The Cluster Operator automatically monitors the quorum status of a RabbitMQ cluster:

  1. During Each Reconciliation Loop: the operator checks the quorum status of all RabbitMQ nodes periodically
  2. Direct Pod Access: each node is checked individually by connecting directly to its pod IP address
  3. RabbitMQ Management API: uses the /api/health/checks/node-is-quorum-critical HTTP API endpoint on each node
  4. Concurrent Checks: all nodes are checked in parallel for efficiency
  5. Status Update: the quorumStatus field is updated with the aggregated result

The controller discovers pod IPs using Kubernetes EndpointSlices associated with the headless service, ensuring accurate per-node health checks.

Status Values

The quorumStatus field can contain the following values:

"ok"

All nodes are healthy and no nodes are quorum critical. It is safe to perform maintenance operations.

status:
quorumStatus: "ok"

"ok (N unavailable)"

No nodes are quorum critical, but some nodes could not be reached during the health check. This might occur if pods are restarting or experiencing network issues.

status:
quorumStatus: "ok (1 unavailable)"

Interpretation: while no quorum-critical nodes were detected, human operators should investigate why some nodes are unavailable before proceeding with maintenance.

"quorum-critical: pod-name"

One or more pods are quorum critical and should not be shut down. The status includes the pod names that are critical.

status:
quorumStatus: "quorum-critical: my-cluster-server-0"
danger

Do not delete or restart pods that are listed as quorum critical, as this could cause queue unavailability or data loss.

"quorum-critical: pod-name1, pod-name2 (N unavailable)"

Multiple pods are quorum critical, and some nodes could not be reached. This is to be expected during a rolling restart. Investigate if the status persists after completing the rolling restart.

status:
quorumStatus: "quorum-critical: my-cluster-server-0, my-cluster-server-2 (1 unavailable)"
warning

This indicates a potentially fragile cluster state. Avoid any disruptive operations and investigate the unavailable nodes.

"unavailable"

All nodes are unreachable or the StatefulSet is not ready. This typically occurs during initial cluster creation or when the entire cluster is down.

status:
quorumStatus: "unavailable"

Interpretation: the cluster is not operational. Wait for pods to become ready before evaluating quorum status.
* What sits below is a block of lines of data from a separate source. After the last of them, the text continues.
use serde::{Deserialize, Serialize};
use tracing::debug;

use crate::core::snap_target;

#[derive(Debug, Clone, Copy, PartialEq, Eq, Serialize, Deserialize)]
pub enum SnapPhase {
    Idle,
    Dragging,
    /// A snap target was issued and the animated scroll has not settled yet.
    Snapping,
}

/// Snap-enablement state owned by one picker instance.
///
/// At most one pending target exists at a time. A new drag always clears it
/// and re-enables snapping before the next release may issue another one.
#[derive(Debug, Clone, Copy, PartialEq, Serialize, Deserialize)]
pub struct SnapState {
    phase: SnapPhase,
    snap_enabled: bool,
    pending_target: Option<f64>,
}

impl Default for SnapState {
    fn default() -> Self {
        Self {
            phase: SnapPhase::Idle,
            snap_enabled: true,
            pending_target: None,
        }
    }
}

impl SnapState {
    #[must_use]
    pub fn phase(self) -> SnapPhase {
        self.phase
    }

    #[must_use]
    pub fn snap_enabled(self) -> bool {
        self.snap_enabled
    }

    #[must_use]
    pub fn pending_target(self) -> Option<f64> {
        self.pending_target
    }

    /// Enters `Dragging`, preempting any in-flight snap.
    pub fn on_drag_start(&mut self) {
        if self.phase == SnapPhase::Snapping {
            debug!(
                pending_target = ?self.pending_target,
                "drag preempted in-flight snap"
            );
        }
        self.phase = SnapPhase::Dragging;
        self.snap_enabled = true;
        self.pending_target = None;
    }

    /// Every drag movement keeps snapping armed.
    pub fn on_drag_update(&mut self) {
        if self.phase != SnapPhase::Dragging {
            self.on_drag_start();
            return;
        }
        self.snap_enabled = true;
    }

    /// Handles the end of a scroll gesture at `distance`.
    ///
    /// Returns the snap target when snapping was armed; `None` while a previous
    /// snap is still settling.
    pub fn on_scroll_end(&mut self, distance: f64, block_width: f64) -> Option<f64> {
        if !self.snap_enabled {
            return None;
        }

        let target = snap_target(distance, block_width);
        self.snap_enabled = false;
        self.pending_target = Some(target);
        self.phase = SnapPhase::Snapping;
        Some(target)
    }

    /// Marks the animated scroll as complete. Snapping stays disarmed until the next drag.
    pub fn on_scroll_settled(&mut self) {
        if self.phase == SnapPhase::Snapping {
            self.phase = SnapPhase::Idle;
            self.pending_target = None;
        }
    }
}

/// Deterministic ease-out scroll between two content distances.
#[derive(Debug, Clone, Copy, PartialEq, Serialize, Deserialize)]
pub struct ScrollAnimation {
    from: f64,
    to: f64,
    duration_seconds: f64,
    elapsed_seconds: f64,
}

impl ScrollAnimation {
    #[must_use]
    pub fn new(from: f64, to: f64, duration_seconds: f64) -> Self {
        Self {
            from,
            to,
            duration_seconds: duration_seconds.max(0.0),
            elapsed_seconds: 0.0,
        }
    }

    #[must_use]
    pub fn target(self) -> f64 {
        self.to
    }

    #[must_use]
    pub fn is_finished(self) -> bool {
        self.elapsed_seconds >= self.duration_seconds
    }

    /// Advances the animation and returns the distance to apply.
    pub fn step(&mut self, delta_seconds: f64) -> f64 {
        if delta_seconds.is_finite() && delta_seconds > 0.0 {
            self.elapsed_seconds = (self.elapsed_seconds + delta_seconds).min(self.duration_seconds);
        }
        self.current()
    }

    #[must_use]
    pub fn current(self) -> f64 {
        if self.duration_seconds <= 0.0 || self.is_finished() {
            return self.to;
        }
        let t = self.elapsed_seconds / self.duration_seconds;
        let eased = 1.0 - (1.0 - t).powi(3);
        self.from + (self.to - self.from) * eased
    }
}
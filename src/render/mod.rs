mod frame;
mod null_renderer;
mod primitives;

pub use frame::RenderFrame;
pub use null_renderer::NullRenderer;
pub use primitives::{
    CirclePrimitive, Color, LinePrimitive, RectPrimitive, TextHAlign, TextPrimitive,
};

use crate::error::PickerResult;

/// Contract implemented by any rendering backend.
///
/// Backends receive a fully materialized, deterministic `RenderFrame` so
/// drawing code remains isolated from tick layout and gesture logic.
pub trait Renderer {
    fn render(&mut self, frame: &RenderFrame) -> PickerResult<()>;
}

#[cfg(feature = "cairo-backend")]
mod cairo_backend;
#[cfg(feature = "cairo-backend")]
pub use cairo_backend::{CairoContextRenderer, CairoRenderStats, CairoRenderer};
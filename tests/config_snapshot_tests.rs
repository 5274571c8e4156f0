use timeline_picker::api::{
    PickerConfig, PickerSnapshot, PickerStyle, SNAP_ANIMATION_SECONDS, TimelinePicker,
};
use timeline_picker::core::Viewport;
use timeline_picker::error::PickerError;
use timeline_picker::interaction::SnapPhase;
use timeline_picker::render::NullRenderer;

#[test]
fn minimal_json_config_uses_defaults() {
    let config = PickerConfig::from_json_str(r#"{ "viewport": { "width": 390, "height": 180 } }"#)
        .expect("parse config");
    assert_eq!(config.viewport, Viewport::new(390, 180));
    assert!(!config.bounces);
    assert_eq!(config.snap_animation_seconds, SNAP_ANIMATION_SECONDS);
    assert_eq!(config.style, PickerStyle::default());
}

#[test]
fn config_json_round_trips() {
    let config = PickerConfig::new(Viewport::new(640, 200))
        .with_bounces(true)
        .with_snap_animation_seconds(0.2);
    let json = config.to_json_pretty().expect("serialize");
    let parsed = PickerConfig::from_json_str(&json).expect("parse");
    assert_eq!(parsed, config);
}

#[test]
fn malformed_json_config_reports_invalid_data() {
    let result = PickerConfig::from_json_str(r#"{ "viewport": 12 }"#);
    assert!(matches!(result, Err(PickerError::InvalidData(_))));
}

#[test]
fn snapshot_reflects_pending_snap() {
    let mut picker = TimelinePicker::without_feedback(
        NullRenderer::default(),
        PickerConfig::new(Viewport::new(390, 180)),
    )
    .expect("picker init");
    picker.drag_start();
    picker.drag_update(-228.0).expect("drag");
    picker.drag_end().expect("snap");

    let snapshot = picker.snapshot();
    assert_eq!(snapshot.tick_count, 93);
    assert_eq!(snapshot.label.text, "5:45");
    assert_eq!(snapshot.selected_time.as_deref(), Some("05:45"));
    assert_eq!(snapshot.snap_phase, SnapPhase::Snapping);
    assert!(!snapshot.snap_enabled);
    assert!(snapshot.animating);

    let json = picker.snapshot_json_pretty().expect("snapshot json");
    let parsed: PickerSnapshot = serde_json::from_str(&json).expect("parse snapshot");
    assert_eq!(parsed, snapshot);
}
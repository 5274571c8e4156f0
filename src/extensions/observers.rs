use serde::{Deserialize, Serialize};

use crate::core::{CursorLabel, Viewport};
use crate::interaction::SnapPhase;

/// Read-only state snapshot passed to observer hooks.
#[derive(Debug, Clone, PartialEq, Serialize, Deserialize)]
pub struct PickerContext {
    pub viewport: Viewport,
    pub raw_offset: f64,
    pub distance: f64,
    pub label: CursorLabel,
    pub snap_phase: SnapPhase,
    pub snap_enabled: bool,
    pub pending_target: Option<f64>,
}

/// Event stream exposed to observers.
#[derive(Debug, Clone, Copy, PartialEq, Serialize, Deserialize)]
pub enum PickerEvent {
    /// Emitted for every reported scroll position.
    OffsetChanged { raw_offset: f64, distance: f64 },
    LabelChanged { total_minutes: i64 },
    DragStarted,
    SnapRequested { target_index: f64 },
    ScrollSettled,
    Rendered,
}

/// Subscription interface replacing framework-level position observers.
///
/// Observers are invoked synchronously, in registration order, on the thread
/// delivering the scroll events.
pub trait PickerObserver {
    fn id(&self) -> &str;
    fn on_event(&mut self, event: PickerEvent, context: &PickerContext);
}

/// Closure adapter receiving the cursor label on every reported position.
pub struct LabelSubscriber<F>
where
    F: FnMut(&CursorLabel),
{
    id: String,
    callback: F,
}

impl<F> LabelSubscriber<F>
where
    F: FnMut(&CursorLabel),
{
    #[must_use]
    pub fn new(id: impl Into<String>, callback: F) -> Self {
        Self {
            id: id.into(),
            callback,
        }
    }
}

impl<F> PickerObserver for LabelSubscriber<F>
where
    F: FnMut(&CursorLabel),
{
    fn id(&self) -> &str {
        &self.id
    }

    fn on_event(&mut self, event: PickerEvent, context: &PickerContext) {
        if let PickerEvent::OffsetChanged { .. } = event {
            (self.callback)(&context.label);
        }
    }
}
How to Check Quorum Status

View Current Status

# View quorum status for a specific cluster
kubectl get rabbitmqcluster my-cluster -o jsonpath='{.status.quorumStatus}'

Watch Status in Real-Time

# Monitor quorum status changes
kubectl get rabbitmqcluster my-cluster -w -o jsonpath='{.metadata.name}{"\t"}{.status.quorumStatus}{"\n"}'

View Full Cluster Status

# See all status fields including quorum status
kubectl describe rabbitmqcluster my-cluster

Get Status in YAML Format

# View complete status object
kubectl get rabbitmqcluster my-cluster -o yaml | grep -A 1 quorumStatus

Use Cases

The quorumStatus field is particularly useful in the following scenarios:

Before Scaling Down Operations

Check quorum status before reducing the number of replicas to ensure no critical nodes will be removed:

kubectl get rabbitmqcluster my-cluster -o jsonpath='{.status.quorumStatus}'
# If output is "ok", it's safer to proceed with scaling down
kubectl scale rabbitmqcluster my-cluster --replicas=2

During Maintenance Windows

Monitor quorum status when performing rolling updates or node maintenance to understand cluster stability.

Monitoring Cluster Health

Integrate quorum status checks into your monitoring and alerting systems to detect potential availability issues before they impact applications.
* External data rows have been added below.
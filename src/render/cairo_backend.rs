use cairo::{Context, Format, ImageSurface};
use pango::{FontDescription, Weight};
use std::f64::consts::TAU;

use crate::error::{PickerError, PickerResult};
use crate::render::{Color, RenderFrame, Renderer, TextHAlign};

#[derive(Debug, Clone, Copy, PartialEq, Eq, Default)]
pub struct CairoRenderStats {
    pub rects_drawn: usize,
    pub lines_drawn: usize,
    pub circles_drawn: usize,
    pub texts_drawn: usize,
}

/// Optional extension trait for renderers that can draw into an external Cairo
/// context (for example a GTK `DrawingArea` callback).
pub trait CairoContextRenderer {
    fn render_on_cairo_context(
        &mut self,
        context: &Context,
        frame: &RenderFrame,
    ) -> PickerResult<()>;
}

/// Cairo + Pango + PangoCairo renderer backend.
///
/// Supports offscreen image-surface rendering through `Renderer::render` and
/// in-place rendering on an external Cairo context through
/// `CairoContextRenderer`.
#[derive(Debug)]
pub struct CairoRenderer {
    surface: ImageSurface,
    last_stats: CairoRenderStats,
}

impl CairoRenderer {
    pub fn new(width: i32, height: i32) -> PickerResult<Self> {
        if width <= 0 || height <= 0 {
            return Err(PickerError::InvalidData(
                "cairo surface size must be > 0".to_owned(),
            ));
        }

        let surface = ImageSurface::create(Format::ARgb32, width, height)
            .map_err(|err| map_backend_error("failed to create cairo surface", err))?;
        Ok(Self {
            surface,
            last_stats: CairoRenderStats::default(),
        })
    }

    #[must_use]
    pub fn surface(&self) -> &ImageSurface {
        &self.surface
    }

    #[must_use]
    pub fn last_stats(&self) -> CairoRenderStats {
        self.last_stats
    }

    fn render_with_context(&mut self, context: &Context, frame: &RenderFrame) -> PickerResult<()> {
        frame.validate()?;

        let mut stats = CairoRenderStats::default();

        for rect in &frame.rects {
            apply_color(context, rect.fill_color);
            context.rectangle(rect.x, rect.y, rect.width, rect.height);
            context
                .fill()
                .map_err(|err| map_backend_error("failed to fill rectangle", err))?;
            stats.rects_drawn += 1;
        }

        for line in &frame.lines {
            apply_color(context, line.color);
            context.set_line_width(line.stroke_width);
            context.move_to(line.x1, line.y1);
            context.line_to(line.x2, line.y2);
            context
                .stroke()
                .map_err(|err| map_backend_error("failed to stroke line", err))?;
            stats.lines_drawn += 1;
        }

        for circle in &frame.circles {
            apply_color(context, circle.fill_color);
            context.new_sub_path();
            context.arc(circle.center_x, circle.center_y, circle.radius, 0.0, TAU);
            context
                .fill()
                .map_err(|err| map_backend_error("failed to fill circle", err))?;
            stats.circles_drawn += 1;
        }

        for text in &frame.texts {
            let layout = pangocairo::functions::create_layout(context);
            let mut font_description =
                FontDescription::from_string(&format!("Sans {}px", text.font_size_px));
            if text.bold {
                font_description.set_weight(Weight::Semibold);
            }
            layout.set_font_description(Some(&font_description));
            layout.set_text(&text.text);

            let (text_width, text_height) = layout.pixel_size();
            let x = match text.h_align {
                TextHAlign::Left => text.x,
                TextHAlign::Center => text.x - f64::from(text_width) / 2.0,
                TextHAlign::Right => text.x - f64::from(text_width),
            };
            let y = text.y - f64::from(text_height) / 2.0;

            apply_color(context, text.color);
            context.move_to(x, y);
            pangocairo::functions::show_layout(context, &layout);
            stats.texts_drawn += 1;
        }

        self.last_stats = stats;
        Ok(())
    }
}

impl Renderer for CairoRenderer {
    fn render(&mut self, frame: &RenderFrame) -> PickerResult<()> {
        let context = Context::new(&self.surface)
            .map_err(|err| map_backend_error("failed to create cairo context", err))?;
        self.render_with_context(&context, frame)
    }
}

impl CairoContextRenderer for CairoRenderer {
    fn render_on_cairo_context(
        &mut self,
        context: &Context,
        frame: &RenderFrame,
    ) -> PickerResult<()> {
        self.render_with_context(context, frame)
    }
}

fn apply_color(context: &Context, color: Color) {
    context.set_source_rgba(color.red, color.green, color.blue, color.alpha);
}

fn map_backend_error(prefix: &str, err: cairo::Error) -> PickerError {
    PickerError::InvalidData(format!("{prefix}: {err}"))
}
Troubleshooting Data Availability Issues

If applications report queue unavailability, check quorum status to identify which nodes are critical and whether any nodes are unavailable.

Limitations

Critical Limitation: Direct RabbitMQ Modifications

important

The quorumStatus field may not accurately reflect the actual risk if queue membership or quorum queue configurations are modified directly through RabbitMQ (CLI tools, HTTP API), bypassing theKubernetes Operator.

For example:

  • Using rabbitmq-queues grow or rabbitmq-queues shrink to add or remove queue members (replicas)
  • Using the RabbitMQ Management UI to modify queue settings
  • Using external tools or scripts that interact directly with RabbitMQ APIs

If quorum queue membership is modified outside of Kubernetes, the operator's status may become stale or inaccurate until RabbitMQ's internal state is synchronized. Always use Kubernetes-native approaches for cluster management when possible.

Additional Limitations

Not Real-Time: the status is only updated during reconciliation loops (typically every few minutes). The actual quorum state may change between updates.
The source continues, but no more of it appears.